I wondered quite some time what medium to use for the flowers. Modeling clay or just paper. I tried Super Sculpey, but those turned too brittle. I was pondering on using crepe paper but then I ended up using Fimo Soft as I made some trials with even thinner petals and those were still bendy after baking.
- Super Sculpey is not suggested for thin pieces and stronger Premo, Fimo, Pardo, Kato, Cernit, or Souffle are suggested instead
- NOTE: of course with all modeling clays, too short baking time can also leave the pieces brittle
I was also investigating cold porcelain for the flowers, but did not want to go there (start cooking the mass myself) and I was running out of time to start ordering abroad. That would have been an interesting path also, if I could have purchased ready made cold porcelain quickly. I did try silk clay also, but since the fimo soft was fine and I found some from local super market, I stuck with it.
If I would do something differently, would be to blend the acrylic color into the fimo, not paint on top. Then the varnishing part would not be that necessary. I did do last petals like this on the smaller orange flower, but that of course made the clay also very sticky, so then have to wait a bit for the clay to get more manageable again.
The crepe paper could have made some pretty delicate flowers, but I felt with the bulky modeling paste flowers in the painting itself, the fimo flowers work better.
Final touches and varnishing
As final touches I added also gold leaf here and there, mainly to the right side areas starting from the bigger flowers.
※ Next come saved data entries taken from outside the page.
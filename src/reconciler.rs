use chrono::{NaiveDate, TimeDelta};

use crate::models::{Transaction, TransferPair};

/// How far apart (inclusive) a card payment and its checking withdrawal may post.
pub const TRANSFER_WINDOW_DAYS: i64 = 3;

/// Largest window accepted from settings or the command line.
pub const MAX_TRANSFER_WINDOW_DAYS: i64 = 365;

/// Indices of one matched pair within the debit and credit collections.
#[derive(Debug, Clone, Copy, PartialEq, Eq)]
pub struct TransferMatch {
    pub debit_index: usize,
    pub credit_index: usize,
}

/// Mark credit-card payments that were funded from the checking account.
///
/// Payments (credit rows with a positive credit amount) are visited in order.
/// Each takes the first unmarked debit row, in debit order, whose debit amount
/// equals the payment exactly and whose post date lies within `window_days`
/// of the payment date. Matching is greedy: the first candidate wins even when
/// a later one is closer in time. Only `is_transfer` is modified.
pub fn identify_transfers(
    debit: &mut [Transaction],
    credit: &mut [Transaction],
    window_days: i64,
) -> Vec<TransferMatch> {
    let window = TimeDelta::try_days(window_days);
    let mut matches = Vec::new();

    for (ci, payment) in credit.iter_mut().enumerate() {
        if payment.credit_amount <= 0.0 {
            continue;
        }
        let earliest = window
            .and_then(|w| payment.post_date.checked_sub_signed(w))
            .unwrap_or(NaiveDate::MIN);
        let latest = window
            .and_then(|w| payment.post_date.checked_add_signed(w))
            .unwrap_or(NaiveDate::MAX);

        let candidate = debit.iter().position(|d| {
            !d.is_transfer
                && d.debit_amount == payment.credit_amount
                && d.post_date >= earliest
                && d.post_date <= latest
        });

        if let Some(di) = candidate {
            payment.is_transfer = true;
            debit[di].is_transfer = true;
            tracing::debug!(
                amount = payment.credit_amount,
                payment_date = %payment.post_date,
                withdrawal_date = %debit[di].post_date,
                "matched card payment to checking withdrawal"
            );
            matches.push(TransferMatch {
                debit_index: di,
                credit_index: ci,
            });
        }
    }

    matches
}

/// Describe matched pairs for display, in matching order.
pub fn describe_matches(
    debit: &[Transaction],
    credit: &[Transaction],
    matches: &[TransferMatch],
) -> Vec<TransferPair> {
    matches
        .iter()
        .filter_map(|m| {
            let d = debit.get(m.debit_index)?;
            let c = credit.get(m.credit_index)?;
            Some(TransferPair {
                amount: c.credit_amount,
                debit_date: d.post_date,
                debit_description: d.description.clone(),
                credit_date: c.post_date,
                credit_description: c.description.clone(),
            })
        })
        .collect()
}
The varnishing was a bit of a trial as well, as I was aware the Fimo pieces might end up sticky if using wrong kind of varnish. So I did first some trials on broken Sculpey parts and Fimo test petals I had baked in earlier trials to ensure the fimo flowers would be bendy.
In the end I used the Gamblin Gamvar satin to varnish the painting itself and then the SpectraFix Degas fixative on the clay flowers.
- the golden archival varnish was sticky on the fimo and sculpey
- and the gamvar varnish even more sticky
- luckily I had bought for soft pastels this Spectrafix Degas Fixative, and that did not leave the fimo pieces sticky
(the trials I made months ago are still sticky)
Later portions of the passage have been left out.